Wir laden ein zu einem Rogate-Abend, der einen einführenden Überblick zur aktuellen spezifischen Situation der Christen in den verschiedenen Ländern des Mittleren Osten, von der Türkei und dem Iran bis nach Ägypten und Äthiopien geben soll. Im Zentrum eines Vortrags steht das Leben der Christen in der Südosttürkei (Tur Abdin), im Irak, Syrien und dem Libanon. Lichtbilder lassen Alltagsleben, Geschichte, Kultur und Liturgie der Christen in diesen Ländern lebendig werden. Der Libanon mit einem Anteil von fast 40 Prozent Christen in der Bevölkerung nimmt dabei einen besonderen Platz ein.

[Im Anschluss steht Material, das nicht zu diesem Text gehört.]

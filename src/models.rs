//! Data models for scraped sources and their canonical catalog records.
//!
//! Records move through three shapes during a sync:
//! - Transient inputs: [`RawDocument`], [`ExtractedArticle`], [`RepositorySnapshot`]
//! - Canonical records: [`CanonicalArticle`], [`CanonicalProject`], wrapped in [`CanonicalRecord`]
//! - Results: [`SyncOutcome`] per item, folded into a [`BatchReport`] per batch
//!
//! Everything handed to the REST layer serializes with camelCase field names.

use chrono::{DateTime, Utc};
use serde::{Deserialize, Serialize};
use std::collections::BTreeMap;
use std::fmt;

/// What kind of source a request targets. Decides the request identity the
/// fetcher presents.
#[derive(Debug, Clone, Copy, PartialEq, Eq, Hash, Serialize, Deserialize)]
pub enum SourceKind {
    /// A CSDN blog page, scraped as HTML.
    Csdn,
    /// A GitHub REST endpoint returning JSON.
    GitHubRepo,
    /// A GitHub REST endpoint asked for raw content (README).
    GitHubRaw,
    /// Any other page.
    Generic,
}

impl SourceKind {
    pub fn is_github(self) -> bool {
        matches!(self, SourceKind::GitHubRepo | SourceKind::GitHubRaw)
    }
}

/// A fetched response body, discarded once it has been parsed.
#[derive(Debug, Clone)]
pub struct RawDocument {
    pub kind: SourceKind,
    /// The URL that was requested.
    pub url: String,
    /// HTTP status of the response (always 2xx when returned by a fetcher).
    pub status: u16,
    /// Decoded response body.
    pub body: String,
}

/// An article as pulled out of a CSDN page, before canonicalization.
#[derive(Debug, Clone, PartialEq)]
pub struct ExtractedArticle {
    pub title: String,
    pub author: String,
    pub published_at: Option<DateTime<Utc>>,
    /// Ordered, duplicate free, never empty.
    pub tags: Vec<String>,
    pub body_text: String,
    /// Inner HTML of the element `body_text` was read from.
    pub content_html: String,
    pub view_count: u64,
    pub like_count: u64,
    pub collection_count: u64,
    pub source_url: String,
}

/// One contributor entry of a repository.
#[derive(Debug, Clone, PartialEq, Eq, Serialize, Deserialize)]
#[serde(rename_all = "camelCase")]
pub struct Contributor {
    pub username: String,
    pub avatar_url: String,
    pub profile_url: String,
    pub contribution_count: u64,
}

/// One entry of the recent commit list.
#[derive(Debug, Clone, PartialEq, Eq, Serialize, Deserialize)]
#[serde(rename_all = "camelCase")]
pub struct CommitSummary {
    pub sha: String,
    /// First line of the commit message.
    pub message: String,
    pub author_name: String,
    pub committed_at: Option<DateTime<Utc>>,
    pub html_url: String,
}

/// Everything the aggregator managed to learn about one GitHub repository.
///
/// Each sub-fetch fills its own fields; a failed sub-fetch leaves them at
/// their defaults.
#[derive(Debug, Clone, Default, PartialEq)]
pub struct RepositorySnapshot {
    pub owner: String,
    pub repo: String,
    pub name: String,
    pub description: Option<String>,
    pub html_url: String,
    pub homepage_url: Option<String>,
    pub star_count: u64,
    pub fork_count: u64,
    pub watcher_count: u64,
    pub open_issue_count: u64,
    pub license_id: Option<String>,
    pub topics: Vec<String>,
    pub is_private: bool,
    pub is_archived: bool,
    pub created_at: Option<DateTime<Utc>>,
    pub updated_at: Option<DateTime<Utc>>,
    pub language_histogram: BTreeMap<String, u64>,
    pub contributors: Vec<Contributor>,
    pub readme_text: Option<String>,
    pub recent_commits: Vec<CommitSummary>,
}

/// The platform an article was imported from.
#[derive(Debug, Clone, Copy, PartialEq, Eq, Serialize, Deserialize)]
pub enum Platform {
    #[serde(rename = "CSDN")]
    Csdn,
    GitHub,
    Personal,
    Other,
}

#[derive(Debug, Clone, Copy, Default, PartialEq, Eq, Serialize, Deserialize)]
pub struct ArticleStats {
    pub views: u64,
    pub likes: u64,
    pub collections: u64,
}

/// The persisted shape of an article.
#[derive(Debug, Clone, PartialEq, Serialize, Deserialize)]
#[serde(rename_all = "camelCase")]
pub struct CanonicalArticle {
    pub natural_key: String,
    pub title: String,
    pub author: String,
    pub published_at: DateTime<Utc>,
    pub summary: String,
    pub body_text: String,
    /// Article markup as published; empty for placeholder records.
    #[serde(default)]
    pub content_html: String,
    pub tags: Vec<String>,
    pub read_time_minutes: u32,
    pub platform: Platform,
    pub source_url: String,
    pub stats: ArticleStats,
    pub synced_at: DateTime<Utc>,
}

#[derive(Debug, Clone, Copy, Default, PartialEq, Eq, Serialize, Deserialize)]
pub struct ProjectStats {
    pub stars: u64,
    pub forks: u64,
    pub watchers: u64,
    pub issues: u64,
}

#[derive(Debug, Clone, Copy, PartialEq, Eq, Serialize, Deserialize)]
#[serde(rename_all = "lowercase")]
pub enum Visibility {
    Public,
    Private,
}

#[derive(Debug, Clone, Copy, PartialEq, Eq, Serialize, Deserialize)]
#[serde(rename_all = "lowercase")]
pub enum ProjectStatus {
    Archived,
    Completed,
}

#[derive(Debug, Clone, Copy, PartialEq, Eq, Serialize, Deserialize)]
#[serde(rename_all = "lowercase")]
pub enum ProjectCategory {
    Web,
    Mobile,
    Desktop,
    Library,
    Other,
}

/// The persisted shape of a GitHub project.
#[derive(Debug, Clone, PartialEq, Serialize, Deserialize)]
#[serde(rename_all = "camelCase")]
pub struct CanonicalProject {
    /// Lowercased `owner/repo`.
    pub natural_key: String,
    pub owner: String,
    pub repo: String,
    pub title: String,
    pub description: String,
    pub github_url: String,
    pub demo_url: Option<String>,
    pub stats: ProjectStats,
    pub contributors: Vec<Contributor>,
    /// Sorted, duplicate free.
    pub technologies: Vec<String>,
    pub license: String,
    pub visibility: Visibility,
    pub category: ProjectCategory,
    pub status: ProjectStatus,
    pub start_date: Option<DateTime<Utc>>,
    pub end_date: Option<DateTime<Utc>>,
    pub readme: Option<String>,
    pub recent_commits: Vec<CommitSummary>,
    pub synced_at: DateTime<Utc>,
}

/// Which canonical collection a record belongs to. Natural keys are unique
/// per collection.
#[derive(Debug, Clone, Copy, PartialEq, Eq, Hash, PartialOrd, Ord, Serialize, Deserialize)]
#[serde(rename_all = "lowercase")]
pub enum Collection {
    Articles,
    Projects,
}

impl fmt::Display for Collection {
    fn fmt(&self, f: &mut fmt::Formatter<'_>) -> fmt::Result {
        match self {
            Collection::Articles => f.write_str("articles"),
            Collection::Projects => f.write_str("projects"),
        }
    }
}

#[derive(Debug, Clone, PartialEq, Serialize, Deserialize)]
#[serde(tag = "kind", rename_all = "lowercase")]
pub enum CanonicalRecord {
    Article(CanonicalArticle),
    Project(CanonicalProject),
}

impl CanonicalRecord {
    pub fn collection(&self) -> Collection {
        match self {
            CanonicalRecord::Article(_) => Collection::Articles,
            CanonicalRecord::Project(_) => Collection::Projects,
        }
    }

    pub fn natural_key(&self) -> &str {
        match self {
            CanonicalRecord::Article(a) => &a.natural_key,
            CanonicalRecord::Project(p) => &p.natural_key,
        }
    }

    pub fn title(&self) -> &str {
        match self {
            CanonicalRecord::Article(a) => &a.title,
            CanonicalRecord::Project(p) => &p.title,
        }
    }
}

/// Identifier assigned by the storage collaborator.
#[derive(Debug, Clone, Copy, PartialEq, Eq, Hash, PartialOrd, Ord, Serialize, Deserialize)]
#[serde(transparent)]
pub struct RecordId(pub u64);

impl fmt::Display for RecordId {
    fn fmt(&self, f: &mut fmt::Formatter<'_>) -> fmt::Result {
        write!(f, "{}", self.0)
    }
}

/// The aggregator sub-fetches, named in partial-failure warnings.
#[derive(Debug, Clone, Copy, PartialEq, Eq, Hash, Serialize, Deserialize)]
#[serde(rename_all = "lowercase")]
pub enum SubFetch {
    Info,
    Contributors,
    Languages,
    Readme,
    Commits,
}

impl fmt::Display for SubFetch {
    fn fmt(&self, f: &mut fmt::Formatter<'_>) -> fmt::Result {
        let s = match self {
            SubFetch::Info => "info",
            SubFetch::Contributors => "contributors",
            SubFetch::Languages => "languages",
            SubFetch::Readme => "readme",
            SubFetch::Commits => "commits",
        };
        f.write_str(s)
    }
}

/// One sub-fetch that failed while the snapshot as a whole stayed usable.
#[derive(Debug, Clone, PartialEq, Eq, Serialize, Deserialize)]
#[serde(rename_all = "camelCase")]
pub struct PartialAggregationWarning {
    pub sub_fetch: SubFetch,
    pub reason: String,
}

/// Where an item's pipeline was when it stopped.
#[derive(Debug, Clone, Copy, PartialEq, Eq, Serialize, Deserialize)]
#[serde(rename_all = "lowercase")]
pub enum Stage {
    Pending,
    Fetching,
    Parsing,
    Canonicalizing,
    Resolving,
    Persisting,
}

impl fmt::Display for Stage {
    fn fmt(&self, f: &mut fmt::Formatter<'_>) -> fmt::Result {
        let s = match self {
            Stage::Pending => "pending",
            Stage::Fetching => "fetching",
            Stage::Parsing => "parsing",
            Stage::Canonicalizing => "canonicalizing",
            Stage::Resolving => "resolving",
            Stage::Persisting => "persisting",
        };
        f.write_str(s)
    }
}

/// The result of syncing one item.
#[derive(Debug, Clone, PartialEq, Serialize, Deserialize)]
#[serde(tag = "status", rename_all = "lowercase")]
pub enum SyncOutcome {
    Created {
        id: RecordId,
        record: CanonicalRecord,
        warnings: Vec<PartialAggregationWarning>,
    },
    Updated {
        id: RecordId,
        record: CanonicalRecord,
        warnings: Vec<PartialAggregationWarning>,
    },
    Failed {
        #[serde(rename = "naturalKey")]
        natural_key: String,
        stage: Stage,
        reason: String,
    },
}

impl SyncOutcome {
    pub fn failed(natural_key: impl Into<String>, stage: Stage, reason: impl fmt::Display) -> Self {
        SyncOutcome::Failed {
            natural_key: natural_key.into(),
            stage,
            reason: reason.to_string(),
        }
    }

    pub fn natural_key(&self) -> &str {
        match self {
            SyncOutcome::Created { record, .. } | SyncOutcome::Updated { record, .. } => {
                record.natural_key()
            }
            SyncOutcome::Failed { natural_key, .. } => natural_key,
        }
    }

    pub fn record(&self) -> Option<&CanonicalRecord> {
        match self {
            SyncOutcome::Created { record, .. } | SyncOutcome::Updated { record, .. } => {
                Some(record)
            }
            SyncOutcome::Failed { .. } => None,
        }
    }

    pub fn is_failed(&self) -> bool {
        matches!(self, SyncOutcome::Failed { .. })
    }

    pub fn status_label(&self) -> &'static str {
        match self {
            SyncOutcome::Created { .. } => "created",
            SyncOutcome::Updated { .. } => "updated",
            SyncOutcome::Failed { .. } => "failed",
        }
    }
}

/// Summary of one batch sync, returned to the caller even when every item failed.
#[derive(Debug, Clone, PartialEq, Serialize, Deserialize)]
#[serde(rename_all = "camelCase")]
pub struct BatchReport {
    /// Items submitted to the batch.
    pub total: usize,
    pub created_count: usize,
    pub updated_count: usize,
    pub failed_count: usize,
    /// Items never dispatched because the batch was cancelled.
    pub skipped_count: usize,
    pub cancelled: bool,
    pub started_at: DateTime<Utc>,
    pub finished_at: DateTime<Utc>,
    /// One outcome per dispatched item, in submission order.
    pub outcomes: Vec<SyncOutcome>,
}

impl BatchReport {
    /// Fold per-item outcomes into counts in a single pass.
    pub fn from_outcomes(
        total: usize,
        outcomes: Vec<SyncOutcome>,
        cancelled: bool,
        started_at: DateTime<Utc>,
        finished_at: DateTime<Utc>,
    ) -> Self {
        let (mut created, mut updated, mut failed) = (0, 0, 0);
        for outcome in &outcomes {
            match outcome {
                SyncOutcome::Created { .. } => created += 1,
                SyncOutcome::Updated { .. } => updated += 1,
                SyncOutcome::Failed { .. } => failed += 1,
            }
        }
        BatchReport {
            total,
            created_count: created,
            updated_count: updated,
            failed_count: failed,
            skipped_count: total.saturating_sub(outcomes.len()),
            cancelled,
            started_at,
            finished_at,
            outcomes,
        }
    }
}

Termin: Dienstag, 17. März 2015, 19:00 Uhr. Beginn in der Zwölf-Apostel-Kirche mit einer Vesper.

Ganz bewusst fokussiert der Vortrag dabei weniger auf Bilder der Zerstörung in dieser zum Teil dramatischen Situation des Umbruchs, sondern auf das alltägliche und lebendige christliche Leben, welches auch in diesen Tagen pulst, und will uns das Antlitz Christi im Leben unserer Schwestern und Brüder dort lebendig werden lassen.

Im Rahmen des Vortrags wird auch beispielshaft über die Arbeit des von der katholischen Bischofskonferenz anerkannten Hilfswerks ICO (Inititiative Christlicher Orient) berichtet, welches seit 25 Jahren durch konkrete Projekte die Menschen vor Ort unterstützt, damit sie bleiben können.

Die Aufnahmen zum Vortrag entstanden während der zahlreichen Aufenthalte des Referenten im Libanon, dem Tur Abdin (Türkei), dem Irak und Syrien in den Jahren 2005 bis 2014.

DER REFERENT – Matthias Disch, Jahrgang 1959, Germanist und Historiker, Leitung von Wander- und Pilgerreisen, Fotograf und Buchautor „Ultreja! Impressionen am
Jakobsweg“ (Tyrolia Verlag Innsbruck 2000), erste Reiseleitung nach Ostanatolien in 1985, hält sich seit 2005 regelmäßig im Mittleren Osten, insbesondere im Libanon auf. Ehrenamtliche Unterstützung von Projekten der ICO, Leitung von Pilger- und Wanderreisen in den Libanon, Studien zur Geschichte der Maronitischen Kirche.

Erreichbar ist die Kirche mit öffentlichen Verkehrsmitteln und über die U-Bahnhöfe: Kurfürstenstraße (U1) Nollendorfplatz (U1, U2, U3, U4). Oder per Bus: Kurfürstenstraße (M85, M48), Nollendorfplatz (M19, 187) und Gedenkstätte Dt. Widerstand (M29). PKW-Stellplätze vor dem Gemeindezentrum und in der Genthiner Straße.